Per questo, ha avvertito, “siamo fortunati che non si sia ancora verificato un incidente nucleare”. Tuttavia, al termine dell’incontro in Consiglio di Sicurezza, il direttore dell’Aiea ha sottolineato con soddisfazione che “oggi è un giorno positivo per la sicurezza della centrale” e che “è stato fatto un passo nella giusta direzione”. Pur precisando che bisogna essere cauti, si è detto incoraggiato dalle espressioni di sostegno al lavoro dell’Agenzia che ha ricevuto, incluso ai principi elaborati dopo intense consultazioni con Russia e Ucraina. Alle quali ha chiesto “solennemente di osservare questi cinque punti, che non vanno a scapito di nessuno ma a vantaggio di tutti”. Nel corso della riunione è poi andato in scena il consueto scontro tra Russia e occidentali, Usa in testa.

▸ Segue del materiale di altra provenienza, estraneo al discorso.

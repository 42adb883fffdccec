//! Error types for treedns
//!
//! Provides structured error types for every node component: naming,
//! the wire codec, the registry, the startup handshake and the transport.

use std::net::SocketAddr;
use std::time::Duration;
use thiserror::Error;

/// Unified error type for a name-server node
#[derive(Error, Debug)]
pub enum Error {
    // =========================================================================
    // Internal Errors
    // =========================================================================
    #[error("Internal error: {0}")]
    Internal(String),

    #[error("Configuration error: {0}")]
    Configuration(String),

    // =========================================================================
    // Naming Errors
    // =========================================================================
    #[error("Invalid name {name:?}: {reason}")]
    InvalidName { name: String, reason: String },

    // =========================================================================
    // Codec Errors
    // =========================================================================
    #[error("Malformed message: {0}")]
    MalformedMessage(String),

    #[error("Message too large: {size} bytes exceeds datagram limit of {limit} bytes")]
    MessageTooLarge { size: usize, limit: usize },

    // =========================================================================
    // Registry Errors
    // =========================================================================
    #[error("Name already registered: {name} (as {existing})")]
    RegistrationConflict { name: String, existing: String },

    // =========================================================================
    // Handshake Errors
    // =========================================================================
    #[error("Parent {parent} did not answer the registration within {timeout:?}")]
    HandshakeTimeout { parent: SocketAddr, timeout: Duration },

    #[error("Parent {parent} rejected the registration: {reason}")]
    HandshakeRejected { parent: SocketAddr, reason: String },

    #[error("Handshake protocol error: {0}")]
    HandshakeProtocol(String),

    // =========================================================================
    // IO Errors
    // =========================================================================
    #[error("IO error: {0}")]
    Io(#[from] std::io::Error),
}

impl Error {
    /// Check if this error came out of the parent handshake
    pub fn is_handshake_failure(&self) -> bool {
        matches!(
            self,
            Error::HandshakeTimeout { .. }
                | Error::HandshakeRejected { .. }
                | Error::HandshakeProtocol(_)
        )
    }

    /// Process exit status to report for this error
    pub fn exit_code(&self) -> u8 {
        if self.is_handshake_failure() {
            2
        } else {
            1
        }
    }
}

/// Result type alias for treedns
pub type Result<T> = std::result::Result<T, Error>;

#[cfg(test)]
mod tests {
    use super::*;

    #[test]
    fn test_handshake_errors_exit_with_two() {
        let parent: SocketAddr = "127.0.0.1:53001".parse().unwrap();

        let err = Error::HandshakeTimeout {
            parent,
            timeout: Duration::from_secs(3),
        };
        assert!(err.is_handshake_failure());
        assert_eq!(err.exit_code(), 2);

        let err = Error::HandshakeRejected {
            parent,
            reason: "name already registered".into(),
        };
        assert!(err.is_handshake_failure());
        assert!(err.to_string().contains("name already registered"));
    }

    #[test]
    fn test_other_errors_are_not_handshake_failures() {
        let err = Error::RegistrationConflict {
            name: "com".into(),
            existing: "subdomain".into(),
        };
        assert!(!err.is_handshake_failure());

        let err = Error::InvalidName {
            name: "not.a.label".into(),
            reason: "contains a dot".into(),
        };
        assert!(!err.is_handshake_failure());
        assert_eq!(err.exit_code(), 1);

        let err = Error::Configuration("bad port".into());
        assert!(!err.is_handshake_failure());
        assert_eq!(err.exit_code(), 1);
    }
}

Assicurare la sicurezza nucleare “è sempre stata e rimane una priorità per il nostro Paese”, ha detto l’ambasciatore russo Vassily Nebenzia, sottolineando che “Mosca sin dall’inizio ha fatto ogni sforzo possibile per prevenire minacce alla sicurezza dell’impianto create dal regime di Zelensky e dai suoi alleati”. E affermando di condividere le preoccupazioni di Grossi sulle minacce alla sicurezza della centrale. Mentre la collega americana Linda Thomas-Greenfield ha puntato il dito contro la Russia, spiegando che “le sue azioni sconsiderate sono in netto contrasto con il comportamento responsabile dell’Ucraina e sono un attacco alla sicurezza della regione e del mondo”: “È interamente sotto il controllo di Mosca evitare una catastrofe nucleare”.